El Norte de Castilla

Oslo, una capital a pie de fiordo

Ópera House de Oslo, visitnorway.es
Ópera House de Oslo, visitnorway.es
  • La capital noruega ofrece naturaleza en estado puro y el mejor nivel de vida de toda Europa

Noruega es según la ONU el mejor país del mundo para vivir y su capital, Oslo, una de las ciudades del norte de Europa que merece la pena visitar. Se trata de una de las capitales nórdicas más destacadas del continente europeo. Hasta allí se acercan cada año cruceros repletos de turistas para ver los fiordos noruegos.

Ya sea a través de barco o de avión, los visitantes llegan a una ciudad llena de contrastes y repleta de actividades donde aburrirse es imposible. Se trata de una urbe relativamente pequeña que se puede recorrer andando y que ofrece mucho para ver. Su situación, a orillas del Mar del Norte y su extensa historia completan el atractivo de Oslo.

Hasta los años 60 Noruega era un país humilde, cuya economía se sustentaba de la pesca. Posteriormente se hallaron pozos petrolíferos en el Mar del Norte que cambiaron el futuro del país, convirtiéndolo en uno de los más ricos del mundo y tercer máximo exportador de crudo del mundo tras Rusia y Arabia Saudí.

En Oslo se ubica el Palacio Real noruego, un edificio que merece la pena visitar. El Ayuntamiento, situado junto al mar, es una de las construcciones más curiosas y destacadas de la ciudad, tanto por fuera como por dentro, donde la decoración a color muestra la historia y modo de vida local. Allí se entrega cada año el premio Nobel de la paz. Desde sus torres se puede disfrutar de unas bonitas vistas de la ciudad y el fiordo de Oslo.

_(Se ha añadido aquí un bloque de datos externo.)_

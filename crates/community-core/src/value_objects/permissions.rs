//! Per-member permission overrides
//!
//! Each flag is tri-state: unset (`None`) and `Some(true)` grant the
//! capability, `Some(false)` revokes it. Only an explicit `false` takes a
//! capability away, so a freshly joined member with no overrides can post,
//! comment, and create topics.

use serde::{Deserialize, Serialize};

/// Per-member boolean permission overrides
#[derive(Debug, Clone, Copy, PartialEq, Eq, Serialize, Deserialize, Default)]
#[serde(rename_all = "camelCase")]
pub struct MemberPermissions {
    #[serde(skip_serializing_if = "Option::is_none")]
    pub can_post: Option<bool>,
    #[serde(skip_serializing_if = "Option::is_none")]
    pub can_comment: Option<bool>,
    #[serde(skip_serializing_if = "Option::is_none")]
    pub can_create_topic: Option<bool>,
}

impl MemberPermissions {
    /// All capabilities granted (no overrides set)
    pub const fn unrestricted() -> Self {
        Self {
            can_post: None,
            can_comment: None,
            can_create_topic: None,
        }
    }

    #[inline]
    pub fn allows_post(&self) -> bool {
        self.can_post != Some(false)
    }

    #[inline]
    pub fn allows_comment(&self) -> bool {
        self.can_comment != Some(false)
    }

    #[inline]
    pub fn allows_create_topic(&self) -> bool {
        self.can_create_topic != Some(false)
    }
}
//! Storage adapter port - the swappable persistence surface

mod adapter;

pub use adapter::{StorageAdapter, StorageAdapterExt};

Este fiordo parte del Mar del Norte comiéndole terreno a la tierra hasta llegar a Oslo, en su puerto los noruegos atracan sus embarcaciones, generalmente de pequeño tamaño. La calidad de vida y los altos sueldos del país hacen que aparte de disfrutar de una vivienda principal la mayoría de los ciudadanos tengan también de una cabaña en el campo y cuenten con una embarcación atracada en el puerto.

Otro de los atractivos arquitectónicos es el edificio de la Ópera House de Oslo, la joya de ciudad, una construcción de estilo escandinavo que simula la forma de un iceberg. Situado también junto al mar, hace efecto espejo, reflejando la luz y el agua. Está construido en mármol y vidrio.

Una de las excursiones que no puedes perderte si visitas Oslo es disfrutar de un paseo en barco por su espectacular fiordo, repleto de pequeñas islas, cientos de embarcaciones y casas de madera en diferentes colores.

A las afueras de la ciudad se sitúa el Museo Folklórico Noruego. Inaugurado en 1894 alberga casas antiguas de todas las regiones de Noruega y se recrea el modo de vida de la zona durante siglos pasados. Allí se encuentra también una espectacular iglesia de madera del siglo XII, conocida como Stavkirke. Junto a él, aparece otro museo, el Museo de los Barcos Vikingos.

Otros atractivos destacados son el Parque de las Esculturas de Vigeland y el barrio de Grünerlokka, una zona alternativa con tiendas vintage de todo tipo, con calles llenas de arte urbano y cafeterías de diferentes estilos.

Munch, icono cultural

En la capital noruega se localiza la galería de arte más importante del país, la Galería Nacional. Allí se encuentra el famoso cuadro de El Grito de Munch que, tras ser robado y posteriormente recuperado por la policía, está bajo elevadas medidas de seguridad.

Por otro lado, como tributo a Edvard Munch, uno de los artistas más destacados y famosos que ha dado Noruega, se puede visitar el Museo Munch, repleto de obras expresionistas del pintor. El recorrido llevará al visitante algo más de dos horas.

Gastronomía noruega

Los platos más destacados de su gastronomía cuentan con el salmón como elemento principal e ingrediente más típico. Junto a este producto destacan las salchichas, la carne de alce y en menor medida reno y ballena.

La naturaleza es parte fundamental en la vida noruega, la pesca es uno de los entretenimientos cuando los noruegos disfrutan de tiempo libre, ir al campo, pescar algún salmón fresco y comerlo en el acto. En los ríos tan fríos como cristalinos, se crían piezas sabrosas y exquisitas.

Las temperaturas son bajas durante casi todo el año y en invierno pueden llegar a superar los 30 grados bajo cero.